Chapter 7. Info Files

Table of Contents

7.1. States
7.2. Interpreting conflicts

Happy info files, generated using the -i flag, are your most important tool for debugging errors in your grammar. Although they can be quite verbose, the general concept behind them is quite simple.

An info file contains the following information:

  1. A summary of all shift/reduce and reduce/reduce conflicts in the grammar.

  2. Under section Grammar, a summary of all the rules in the grammar. These rules correspond directly to your input file, absent the actual Haskell code that is to be run for each rules. A rule is written in the form <non-terminal> -> <id> ...
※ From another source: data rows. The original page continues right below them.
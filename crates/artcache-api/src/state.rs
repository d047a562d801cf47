//! # Application State
//!
//! Shared state for the Axum application, passed to all route handlers
//! via the `State` extractor.
//!
//! [`AppConfig`] is read from the environment once at startup.
//! [`AppState::with_config`] builds the whole cache from it: the in-memory
//! backend, the store, the eviction reconciler bound to the backend's
//! reclamation channel, and the ingress/egress admission limiters.

use std::sync::Arc;
use std::time::Duration;

use artcache_core::backend::DEFAULT_CAPACITY_BYTES;
use artcache_core::reconciler::BindError;
use artcache_core::{
    AdmissionLimiter, AdmissionPolicy, ArtifactStore, ByteRate, CacheService, EvictionReconciler,
    MemoryBackend,
};
use metrics_exporter_prometheus::PrometheusHandle;
use thiserror::Error;

use crate::middleware::metrics::ApiMetrics;

/// Largest accepted put body unless `MAX_ARTIFACT_BYTES` says otherwise.
pub const DEFAULT_MAX_ARTIFACT_BYTES: usize = 256 * 1024 * 1024;

/// Deadline for `ADMISSION_POLICY=reject-after` unless `ADMISSION_TIMEOUT_MS` is set.
pub const DEFAULT_ADMISSION_TIMEOUT: Duration = Duration::from_secs(5);

/// An environment variable held a value that could not be used.
#[derive(Error, Debug, Clone, PartialEq, Eq)]
#[error("{var}={value:?} is invalid: {reason}")]
pub struct ConfigError {
    pub var: &'static str,
    pub value: String,
    pub reason: String,
}

/// Application configuration.
#[derive(Clone)]
pub struct AppConfig {
    /// Port to bind the HTTP server to.
    pub port: u16,
    /// Accepted `Authorization` header values. Empty disables auth.
    pub auth_tokens: Vec<String>,
    /// Backend capacity in payload bytes.
    pub capacity_bytes: u64,
    /// Ingress byte rate; `None` is unlimited.
    pub ingress: Option<ByteRate>,
    /// Egress byte rate; `None` is unlimited.
    pub egress: Option<ByteRate>,
    /// What the limiters do when budget is short.
    pub admission_policy: AdmissionPolicy,
    /// Largest accepted put body.
    pub max_artifact_bytes: usize,
    /// Emit logs as JSON lines.
    pub log_json: bool,
}

impl std::fmt::Debug for AppConfig {
    fn fmt(&self, f: &mut std::fmt::Formatter<'_>) -> std::fmt::Result {
        f.debug_struct("AppConfig")
            .field("port", &self.port)
            .field(
                "auth_tokens",
                &format_args!("[{} REDACTED]", self.auth_tokens.len()),
            )
            .field("capacity_bytes", &self.capacity_bytes)
            .field("ingress", &self.ingress)
            .field("egress", &self.egress)
            .field("admission_policy", &self.admission_policy)
            .field("max_artifact_bytes", &self.max_artifact_bytes)
            .field("log_json", &self.log_json)
            .finish()
    }
}

impl Default for AppConfig {
    fn default() -> Self {
        Self {
            port: 8080,
            auth_tokens: Vec::new(),
            capacity_bytes: DEFAULT_CAPACITY_BYTES,
            ingress: None,
            egress: None,
            admission_policy: AdmissionPolicy::default(),
            max_artifact_bytes: DEFAULT_MAX_ARTIFACT_BYTES,
            log_json: false,
        }
    }
}

impl AppConfig {
    /// Read configuration from the process environment.
    pub fn from_env() -> Result<Self, ConfigError> {
        Self::from_lookup(|var| std::env::var(var).ok())
    }

    /// Read configuration through `lookup`. Unset or blank variables take
    /// their defaults.
    pub fn from_lookup(lookup: impl Fn(&str) -> Option<String>) -> Result<Self, ConfigError> {
        let get = |var: &str| lookup(var).map(|v| v.trim().to_string()).filter(|v| !v.is_empty());
        let defaults = Self::default();

        let port = parse_or(&get, "PORT", defaults.port)?;
        let auth_tokens: Vec<String> = get("AUTH_TOKENS")
            .map(|raw| {
                raw.split(',')
                    .map(str::trim)
                    .filter(|t| !t.is_empty())
                    .map(str::to_string)
                    .collect()
            })
            .unwrap_or_default();
        let capacity_bytes = parse_or(&get, "CACHE_CAPACITY_BYTES", defaults.capacity_bytes)?;
        let max_artifact_bytes = parse_or(&get, "MAX_ARTIFACT_BYTES", defaults.max_artifact_bytes)?;

        let burst: Option<u64> = parse_opt(&get, "ADMISSION_BURST_BYTES")?;
        let rate = |var: &'static str| -> Result<Option<ByteRate>, ConfigError> {
            Ok(parse_opt::<u64>(&get, var)?
                .filter(|&bytes_per_sec| bytes_per_sec > 0)
                .map(|bytes_per_sec| ByteRate {
                    bytes_per_sec,
                    burst_bytes: burst.unwrap_or(bytes_per_sec),
                }))
        };
        let ingress = rate("INGRESS_BYTES_PER_SEC")?;
        let egress = rate("EGRESS_BYTES_PER_SEC")?;

        let timeout = parse_opt::<u64>(&get, "ADMISSION_TIMEOUT_MS")?
            .map(Duration::from_millis)
            .unwrap_or(DEFAULT_ADMISSION_TIMEOUT);
        let admission_policy = match get("ADMISSION_POLICY").as_deref() {
            None | Some("block") => AdmissionPolicy::BlockUntilAvailable,
            Some("reject") => AdmissionPolicy::RejectImmediately,
            Some("reject-after") => AdmissionPolicy::RejectAfter(timeout),
            Some(other) => {
                return Err(ConfigError {
                    var: "ADMISSION_POLICY",
                    value: other.to_string(),
                    reason: "expected one of block, reject, reject-after".to_string(),
                })
            }
        };

        let log_json = matches!(get("LOG_FORMAT").as_deref(), Some("json"));

        Ok(Self {
            port,
            auth_tokens,
            capacity_bytes,
            ingress,
            egress,
            admission_policy,
            max_artifact_bytes,
            log_json,
        })
    }
}

fn parse_opt<T>(get: &impl Fn(&str) -> Option<String>, var: &'static str) -> Result<Option<T>, ConfigError>
where
    T: std::str::FromStr,
    T::Err: std::fmt::Display,
{
    let Some(value) = get(var) else {
        return Ok(None);
    };
    match value.parse() {
        Ok(parsed) => Ok(Some(parsed)),
        Err(e) => Err(ConfigError {
            var,
            reason: e.to_string(),
            value,
        }),
    }
}

fn parse_or<T>(get: &impl Fn(&str) -> Option<String>, var: &'static str, default: T) -> Result<T, ConfigError>
where
    T: std::str::FromStr,
    T::Err: std::fmt::Display,
{
    Ok(parse_opt(get, var)?.unwrap_or(default))
}

/// Shared application state.
#[derive(Clone)]
pub struct AppState {
    pub service: Arc<CacheService>,
    pub config: AppConfig,
    pub metrics: ApiMetrics,
    /// Renders `/metrics`; `None` when no exporter is installed.
    pub prometheus: Option<PrometheusHandle>,
}

impl std::fmt::Debug for AppState {
    fn fmt(&self, f: &mut std::fmt::Formatter<'_>) -> std::fmt::Result {
        f.debug_struct("AppState")
            .field("service", &self.service)
            .field("config", &self.config)
            .field("prometheus", &self.prometheus.is_some())
            .finish()
    }
}

impl AppState {
    /// Build the cache described by `config` and bind its reconciler.
    ///
    /// Must be called from within a Tokio runtime.
    pub fn with_config(config: AppConfig) -> Result<Self, BindError> {
        let backend = Arc::new(MemoryBackend::new(config.capacity_bytes));
        let store = Arc::new(ArtifactStore::new(backend));
        // The task runs until the backend drops its sender.
        let _reconciler = EvictionReconciler::bind(Arc::clone(&store))?;

        let service = CacheService::new(
            store,
            AdmissionLimiter::from_rate("ingress", config.ingress, config.admission_policy),
            AdmissionLimiter::from_rate("egress", config.egress, config.admission_policy),
        );
        Ok(Self::from_service(Arc::new(service), config))
    }

    /// Default configuration.
    pub fn new() -> Result<Self, BindError> {
        Self::with_config(AppConfig::default())
    }

    /// Wrap an already-built service. The caller owns reconciler binding.
    pub fn from_service(service: Arc<CacheService>, config: AppConfig) -> Self {
        Self {
            service,
            config,
            metrics: ApiMetrics::new(),
            prometheus: None,
        }
    }

    /// Serve `handle` at `/metrics`.
    pub fn with_prometheus(mut self, handle: PrometheusHandle) -> Self {
        self.prometheus = Some(handle);
        self
    }
}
  3. Under section Terminals, a summary of all the terminal tokens you may run against, as well as a the Haskell pattern which matches against them. This corresponds directly to the contents of your %token directive (Section 6.3.2, “Tokens”).

  4. Under section Non-terminals, a summary of which rules apply to which productions. This is generally redundant with the Grammar section.

  5. The primary section States, which describes the state-machine Happy built for your grammar, and all of the transitions for each state.

  6. Finally, some statistics Grammar Totals at the end of the file.

In general, you will be most interested in the States section, as it will give you information, in particular, about any conflicts your grammar may have.

7.1. States

Although Happy does its best to insulate you from the vagaries of parser generation, it's important to know a little about how shift-reduce parsers work in order to be able to interpret the entries in the States section.

In general, a shift-reduce parser operates by maintaining parse stack, which tokens and productions are shifted onto or reduced off of. The parser maintains a state machine, which accepts a token, performs some shift or reduce, and transitions to a new state for the next token. Importantly, these states represent multiple possible productions, because in general the parser does not know what the actual production for the tokens it's parsing is going to be. There's no direct correspondence between the state-machine and the input grammar; this is something you have to reverse engineer.

With this knowledge in mind, we can look at two example states from the example grammar from Chapter 2, Using Happy:

State 5

        Exp1 -> Term .                                      (rule 5)
        Term -> Term . '*' Factor                           (rule 6)
        Term -> Term . '/' Factor                           (rule 7)

        in             reduce using rule 5
        '+'            reduce using rule 5
        '-'            reduce using rule 5
        '*'            shift, and enter state 11
        '/'            shift, and enter state 12
        ')'            reduce using rule 5
        %eof           reduce using rule 5

State 9

        Factor -> '(' . Exp ')'                             (rule 11)

        let            shift, and enter state 2
        int            shift, and enter state 7
        var            shift, and enter state 8
        '('            shift, and enter state 9

        Exp            goto state 10
        Exp1           goto state 4
        Term           goto state 5
        Factor         goto state 6

For each state, the first set of lines describes the rules which correspond to this state. A period . is inserted in the production to indicate where, if this is indeed the correct production, we would have parsed up to. In state 5, there are multiple rules, so we don't know if we are parsing an Exp1, a multiplication or a division (however, we do know there is a Term on the parse stack); in state 9, there is only one rule, so we know we are definitely parsing a Factor.

The next set of lines specifies the action and state transition that should occur given a token. For example, if in state 5 we process the '*' token, this token is shifted onto the parse stack and we transition to the state corresponding to the rule Term -> Term '*' . Factor (matching the token disambiguated which state we are in.)

Finally, for states which shift on non-terminals, there will be a last set of lines saying what should be done after the non-terminal has been fully parsed; this information is effectively the stack for the parser. When a reduce occurs, these goto entries are used to determine what the next state should be.